In [14]:
import os
import pandas as pd
import numpy as np
import seaborn as sns
from sklearn.feature_extraction.text import CountVectorizer, TfidfVectorizer
from sklearn.decomposition import PCA, TruncatedSVD
from sklearn.pipeline import make_pipeline
from sklearn.neighbors import NearestNeighbors
from sklearn.preprocessing import Normalizer, StandardScaler

import folium
from folium import plugins

import matplotlib.pyplot as plt

#sql stuff:
from sqlalchemy import create_engine
from sqlalchemy_utils import database_exists, create_database
import psycopg2
%matplotlib inline
%config InlineBackend.figure_format = 'retina'

In [2]:
#FUNCTIONS:

def get_nbds(new_descp):
    """
    builds a score for each neighborhood given a description as follows:
    ass up the distances
    """
    neighbors = knn.kneighbors(model.transform([new_descp]))
    closest_listings = neighbors[1][0]
    results = train.iloc[closest_listings][["neighbourhood_cleansed"]]
    results["distance"] = neighbors[0][0]

    #invert the distance:
    results["distance"] = results["distance"].max() + 1 - results["distance"]
    nbd_score = results.groupby("neighbourhood_cleansed")["distance"].sum().sort_values(ascending = False)
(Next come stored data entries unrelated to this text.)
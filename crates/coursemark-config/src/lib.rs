use serde::{Deserialize, Serialize};
use std::path::{Path, PathBuf};
use thiserror::Error;

const MODULE_EXTENSION: &str = "toml";

#[derive(Debug, Error)]
pub enum ConfigError {
    #[error("Failed to read config file at {config_path}: {source}")]
    ConfigReadError {
        config_path: PathBuf,
        source: std::io::Error,
    },

    #[error("Failed to parse config file at {config_path}: {source}")]
    ConfigParseError {
        config_path: PathBuf,
        source: toml::de::Error,
    },

    #[error("Invalid module search pattern for {modules_path}: {source}")]
    ModulePatternError {
        modules_path: PathBuf,
        source: glob::PatternError,
    },

    #[error("Failed to list modules under {modules_path}: {source}")]
    ModuleListError {
        modules_path: PathBuf,
        source: glob::GlobError,
    },
}

#[derive(Debug, Clone, PartialEq, Serialize, Deserialize)]
pub struct Config {
    /// Directory holding module files (`*.toml`).
    pub modules_path: PathBuf,
    /// Directory the rendered pages are written to.
    pub output_path: PathBuf,
}

impl Config {
    pub fn load_from_path<P: AsRef<Path>>(config_path: P) -> Result<Option<Self>, ConfigError> {
        let config_path = config_path.as_ref();
        if !config_path.exists() {
            return Ok(None);
        }

        let content = std::fs::read_to_string(config_path).map_err(|source| {
            ConfigError::ConfigReadError {
                config_path: config_path.to_path_buf(),
                source,
            }
        })?;

        let mut config: Config =
            toml::from_str(&content).map_err(|source| ConfigError::ConfigParseError {
                config_path: config_path.to_path_buf(),
                source,
            })?;

        // Expand shell variables and tilde in the loaded paths
        config.modules_path =
            Self::expand_path(&config.modules_path).unwrap_or(config.modules_path);
        config.output_path = Self::expand_path(&config.output_path).unwrap_or(config.output_path);

        Ok(Some(config))
    }

    pub fn load() -> Result<Option<Self>, ConfigError> {
        let config_path = Self::config_path();
        Self::load_from_path(&config_path)
    }

    pub fn save_to_path<P: AsRef<Path>>(&self, config_path: P) -> anyhow::Result<()> {
        let config_path = config_path.as_ref();
        if let Some(parent) = config_path.parent() {
            std::fs::create_dir_all(parent)?;
        }
        let content = toml::to_string_pretty(self)?;
        std::fs::write(config_path, content)?;
        Ok(())
    }

    pub fn config_path() -> PathBuf {
        let config_dir = shellexpand::tilde("~/.config/coursemark");
        PathBuf::from(config_dir.as_ref()).join("config.toml")
    }

    /// Module files directly under `modules_path`, sorted by path.
    pub fn module_files(&self) -> Result<Vec<PathBuf>, ConfigError> {
        let pattern = self
            .modules_path
            .join(format!("*.{MODULE_EXTENSION}"))
            .to_string_lossy()
            .into_owned();

        let entries = glob::glob(&pattern).map_err(|source| ConfigError::ModulePatternError {
            modules_path: self.modules_path.clone(),
            source,
        })?;

        let mut files = entries
            .filter_map(|entry| match entry {
                Ok(path) if path.is_file() => Some(Ok(path)),
                Ok(_) => None,
                Err(source) => Some(Err(ConfigError::ModuleListError {
                    modules_path: self.modules_path.clone(),
                    source,
                })),
            })
            .collect::<Result<Vec<_>, _>>()?;
        files.sort();
        Ok(files)
    }

    /// Where the rendered page for `module_file` goes: `<output_path>/<stem>.html`.
    pub fn output_file_for(&self, module_file: &Path) -> PathBuf {
        let stem = module_file
            .file_stem()
            .map(|s| s.to_string_lossy())
            .unwrap_or_else(|| "module".into());
        self.output_path.join(format!("{stem}.html"))
    }

    fn expand_path(path: &Path) -> Option<PathBuf> {
        let path_str = path.to_string_lossy();
        match shellexpand::full(&path_str) {
            Ok(expanded) => Some(PathBuf::from(expanded.as_ref())),
            Err(_) => None,
        }
    }
}
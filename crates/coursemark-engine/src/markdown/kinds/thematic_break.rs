/// Horizontal rule. Only the exact three-dash form is recognized.
pub struct ThematicBreak;

impl ThematicBreak {
    pub const MARKER: &'static str = "---";

    pub fn matches(line: &str) -> bool {
        line.trim_end() == Self::MARKER
    }
}

#[cfg(test)]
mod tests {
    use super::*;

    #[test]
    fn exact_marker() {
        assert!(ThematicBreak::matches("---"));
        assert!(ThematicBreak::matches("---  "));
    }

    #[test]
    fn other_dash_runs() {
        assert!(!ThematicBreak::matches("----"));
        assert!(!ThematicBreak::matches(" ---"));
        assert!(!ThematicBreak::matches("- - -"));
    }
}
pub mod block_quote;
pub mod code_fence;
pub mod heading;
pub mod html_block;
pub mod list;
pub mod table;
pub mod thematic_break;

pub use block_quote::BlockQuote;
pub use code_fence::{CodeFence, FenceSig};
pub use heading::Heading;
pub use html_block::HtmlBlock;
pub use list::{ListKind, ListMarker};
pub use table::TableRow;
pub use thematic_break::ThematicBreak;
    nbd_score = pd.concat((nbd_score, nbd_counts), 1)
    nbd_score["weighted_score"] = nbd_score["distance"]/np.log(nbd_score["neighbourhood_cleansed"])

    return nbd_score

def locations_of_best_match(new_descp):
    neighbors = knn.kneighbors(model.transform([new_descp]))
    closest_listings = neighbors[1][0]
    results = train.iloc[closest_listings]
    return results


def draw_point_map(results, nr_pts = 300):
    map_osm = folium.Map(tiles='Cartodb Positron', location = [40.661408, -73.961750])
    #this is stupidly slow:
    for index, row in results[:nr_pts].iterrows():
        folium.CircleMarker(location=[row["latitude"], row["longitude"]], radius=row["latitude"], color = "pink").add_to(map_osm)

    return(map_osm)



def get_heat_map(descp):
    map_osm = folium.Map(tiles='Cartodb Positron', location = [40.7831, -73.970], zoom_start=13)
    results = locations_of_best_match(descp)
    temp = results[["latitude", "longitude"]].values.tolist()
    

    map_osm.add_children(plugins.HeatMap(temp, min_opacity = 0.4, radius = 20, blur = 30,
                                         gradient = return_color_scale(scale_1),
                                         name = descp))
    
    
    folium.LayerControl().add_to(mapa)
    return map_osm

In [3]:
dbname = 'airbnb_db'
username = 'alexpapiu'
con = psycopg2.connect(database = dbname, user = username)
train = pd.read_sql_query("SELECT * FROM location_descriptions", con)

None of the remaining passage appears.